The last time I saw my dad was on a Friday night, the day before he died, and he couldn’t talk, though he could indicate yes or no with millimeter shakes or nods of his head. His mouth hung open, and his breathing was heavy. I didn’t know how soon he would go, but I knew it would be in the next days or weeks. And so I picked three songs carefully: Sammy Cahn’s “It’s Been a Long, Long Time,” which I imagine he associated with my mom; Irving Berlin’s “Always,” which he thought was one of the most poignant songs ever written; and of course “Sunrise, Sunset” from Fiddler, the song we danced to at my wedding and one that he never failed to quote, cheesily, as I grew up. Even though his eyes weren’t open and he couldn’t sway his head, as he had done at so many of my piano recitals growing up, I could see his face slacken with relaxation, with memory, with yearning, and maybe with a little peace. I told my dad: “We’re going to be okay. My family is going to be okay. We love you so much.” And the next night I got the call that he had passed, on morphine for only a day or two. 

***

Three months later, sitting at the music concert at my school, I push deeper into my seat, ready for comfort, as the West Side Story medley starts. Here’s “Something’s Coming,” with that devilishly difficult rhythm. Here’s “Tonight,” with its rising first-love melodies. I know these songs so well they’ve traced grooves in my DNA. I thought I was impermeable to their sadness, having listened to Maria grieve Tony time upon time. 

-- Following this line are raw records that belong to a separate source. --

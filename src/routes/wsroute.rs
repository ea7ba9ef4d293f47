use actix::{
    Actor, ActorContext, ActorFutureExt, AsyncContext, Handler, Message as ActixMessage,
    Recipient, StreamHandler, WrapFuture,
};
use actix_web::{get, web, Error, HttpRequest, HttpResponse};
use actix_web_actors::ws;
use std::sync::Arc;
use std::time::Instant;
use uuid::Uuid;

use crate::middleware::guards::User;
use crate::state::AppState;
use crate::websocket::events::WebSocketEvent;
use crate::websocket::message_types::{InboundFrame, WsInboundEvent, WsOutboundEvent};
use crate::websocket::{ConnectionId, Endpoint, EndpointError};

/// Pushes a session may have queued before the hub gives up on it.
const SESSION_MAILBOX_CAPACITY: usize = 256;

/// Serialized event pushed by the hub.
#[derive(ActixMessage)]
#[rtype(result = "()")]
pub struct Push(pub String);

/// Asks the session to close, e.g. when it is replaced or on shutdown.
#[derive(ActixMessage)]
#[rtype(result = "()")]
pub struct Close;

/// Hub endpoint backed by a session actor's mailbox.
pub struct SessionEndpoint {
    push: Recipient<Push>,
    close: Recipient<Close>,
}

impl SessionEndpoint {
    pub fn new(push: Recipient<Push>, close: Recipient<Close>) -> Self {
        Self { push, close }
    }
}

impl Endpoint for SessionEndpoint {
    fn send(&self, payload: String) -> Result<(), EndpointError> {
        self.push.try_send(Push(payload)).map_err(|e| match e {
            actix::prelude::SendError::Full(_) => EndpointError::Full,
            actix::prelude::SendError::Closed(_) => EndpointError::Closed,
        })
    }

    fn close(&self) {
        self.close.do_send(Close);
    }
}

struct WsSession {
    user_id: Uuid,
    connection_id: Option<ConnectionId>,
    state: AppState,
    hb: Instant,
}

impl WsSession {
    fn new(user_id: Uuid, state: AppState) -> Self {
        Self {
            user_id,
            connection_id: None,
            state,
            hb: Instant::now(),
        }
    }

    fn hb(&self, ctx: &mut ws::WebsocketContext<Self>) {
        let ping_interval = self.state.config.ws.ping_interval;
        let client_timeout = self.state.config.ws.client_timeout;

        ctx.run_interval(ping_interval, move |act, ctx| {
            if Instant::now().duration_since(act.hb) > client_timeout {
                tracing::warn!(user_id = %act.user_id, "websocket heartbeat timed out");
                ctx.stop();
                return;
            }
            ctx.ping(b"");
        });
    }

    fn reply(&self, ctx: &mut ws::WebsocketContext<Self>, event: &WsOutboundEvent) {
        match serde_json::to_string(event) {
            Ok(text) => ctx.text(text),
            Err(e) => tracing::error!(error = %e, "failed to encode reply"),
        }
    }

    fn handle_event(&self, event: WsInboundEvent, ctx: &mut ws::WebsocketContext<Self>) {
        match event {
            WsInboundEvent::Ping => self.reply(ctx, &WsOutboundEvent::Pong),
            WsInboundEvent::Typing { conversation_id } => {
                let delivery = self.state.delivery.clone();
                let user_id = self.user_id;
                actix::spawn(async move {
                    delivery
                        .deliver(conversation_id, user_id, WebSocketEvent::TypingStarted {}, true)
                        .await;
                });
            }
        }
    }
}

impl Actor for WsSession {
    type Context = ws::WebsocketContext<Self>;

    fn started(&mut self, ctx: &mut Self::Context) {
        ctx.set_mailbox_capacity(SESSION_MAILBOX_CAPACITY);
        let endpoint = Arc::new(SessionEndpoint::new(
            ctx.address().recipient(),
            ctx.address().recipient(),
        ));
        let registry = self.state.registry.clone();
        let user_id = self.user_id;

        // Hold the mailbox until the registration is in place.
        ctx.wait(
            async move { registry.join(user_id, endpoint).await }
                .into_actor(self)
                .map(|connection_id, act, _ctx| {
                    act.connection_id = Some(connection_id);
                }),
        );

        self.hb(ctx);
        tracing::info!(user_id = %self.user_id, "websocket session started");
    }

    fn stopped(&mut self, _ctx: &mut Self::Context) {
        tracing::info!(user_id = %self.user_id, "websocket session stopped");

        if let Some(connection_id) = self.connection_id.take() {
            let registry = self.state.registry.clone();
            let user_id = self.user_id;
            actix::spawn(async move {
                registry.release(user_id, connection_id).await;
            });
        }
    }
}

impl Handler<Push> for WsSession {
    type Result = ();

    fn handle(&mut self, msg: Push, ctx: &mut Self::Context) {
        ctx.text(msg.0);
    }
}

impl Handler<Close> for WsSession {
    type Result = ();

    fn handle(&mut self, _msg: Close, ctx: &mut Self::Context) {
        ctx.close(None);
        ctx.stop();
    }
}

impl StreamHandler<Result<ws::Message, ws::ProtocolError>> for WsSession {
    fn handle(&mut self, msg: Result<ws::Message, ws::ProtocolError>, ctx: &mut Self::Context) {
        let msg = match msg {
            Ok(msg) => msg,
            Err(e) => {
                tracing::warn!(user_id = %self.user_id, error = %e, "websocket protocol error");
                ctx.stop();
                return;
            }
        };
        self.hb = Instant::now();

        match msg {
            ws::Message::Ping(payload) => ctx.pong(&payload),
            ws::Message::Pong(_) => {}
            ws::Message::Text(text) => match InboundFrame::parse(&text) {
                InboundFrame::Event(event) => self.handle_event(event, ctx),
                InboundFrame::Unhandled(action) => {
                    tracing::debug!(user_id = %self.user_id, action = %action, "unknown websocket action");
                }
                InboundFrame::NoAction => {
                    tracing::debug!(user_id = %self.user_id, "websocket frame without action");
                }
                InboundFrame::Malformed(e) => {
                    tracing::warn!(user_id = %self.user_id, error = %e, "malformed websocket frame");
                    self.reply(ctx, &WsOutboundEvent::malformed(&e));
                }
            },
            ws::Message::Binary(_) => {
                tracing::warn!(user_id = %self.user_id, "binary websocket frames are not supported");
            }
            ws::Message::Close(reason) => {
                tracing::debug!(user_id = %self.user_id, ?reason, "websocket closed by client");
                ctx.close(reason);
                ctx.stop();
            }
            ws::Message::Continuation(_) | ws::Message::Nop => {}
        }
    }
}

/// GET /api/v1/user/ws
#[get("/ws")]
pub async fn ws_handler(
    req: HttpRequest,
    stream: web::Payload,
    state: web::Data<AppState>,
    user: User,
) -> Result<HttpResponse, Error> {
    let session = WsSession::new(user.id, state.get_ref().clone());
    ws::start(session, &req, stream)
}

#[cfg(test)]
mod tests {
    use super::*;
    use crate::websocket::{ConnectionRegistry, SendOutcome};
    use actix::Context;
    use std::sync::Mutex;
    use std::time::Duration;

    struct Sink {
        received: Arc<Mutex<Vec<String>>>,
    }

    impl Actor for Sink {
        type Context = Context<Self>;
    }

    impl Handler<Push> for Sink {
        type Result = ();

        fn handle(&mut self, msg: Push, _ctx: &mut Self::Context) {
            self.received.lock().unwrap().push(msg.0);
        }
    }

    impl Handler<Close> for Sink {
        type Result = ();

        fn handle(&mut self, _msg: Close, ctx: &mut Self::Context) {
            ctx.stop();
        }
    }

    #[actix_rt::test]
    async fn test_endpoint_delivers_then_reports_closed() {
        let received = Arc::new(Mutex::new(Vec::new()));
        let addr = Sink {
            received: received.clone(),
        }
        .start();
        let endpoint = SessionEndpoint::new(addr.clone().recipient(), addr.clone().recipient());

        endpoint.send("hello".into()).unwrap();
        endpoint.close();

        for _ in 0..50 {
            if !addr.connected() {
                break;
            }
            tokio::time::sleep(Duration::from_millis(10)).await;
        }

        assert_eq!(*received.lock().unwrap(), vec!["hello".to_string()]);
        assert_eq!(endpoint.send("late".into()), Err(EndpointError::Closed));
    }

    #[actix_rt::test]
    async fn test_overflowing_session_is_evicted_and_closed() {
        let received = Arc::new(Mutex::new(Vec::new()));
        let addr = Sink {
            received: received.clone(),
        }
        .start();
        let registry = ConnectionRegistry::new();
        let user = Uuid::now_v7();
        registry
            .join(
                user,
                Arc::new(SessionEndpoint::new(
                    addr.clone().recipient(),
                    addr.clone().recipient(),
                )),
            )
            .await;

        // The sink cannot drain while this task holds the thread.
        let mut outcomes = Vec::new();
        for i in 0..64 {
            outcomes.push(registry.send_to_user(user, format!("m{i}")).await);
        }
        let delivered = outcomes
            .iter()
            .filter(|o| **o == SendOutcome::Delivered)
            .count();
        assert!(outcomes.contains(&SendOutcome::Evicted));
        assert!(!registry.is_online(user).await);

        for _ in 0..50 {
            if !addr.connected() {
                break;
            }
            tokio::time::sleep(Duration::from_millis(10)).await;
        }
        assert!(!addr.connected(), "evicted session must be closed");
        assert_eq!(received.lock().unwrap().len(), delivered);
    }
}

But now here’s “Somewhere,” coming around the corner with its thick, hurting harmonies. And sitting in my own grief, tears roll at different speeds down my face, meeting at my chin. I let them drip. The arc of the love story crashes into the dissonance of the last chords, which resolve only too late. 

As I try not to snuffle or clear my throat too loudly in the dark, I can see my dad turning the worn pages of a Reader’s Digest songbook, looking for the next piece to land on. To nostalgize. To love. To sing with his daughter, who he raised on the conflicts of star-crossed lovers and the never-dimming promise of the Great American Songbook. “Oh yes,” he would sigh. “Let’s do that one.”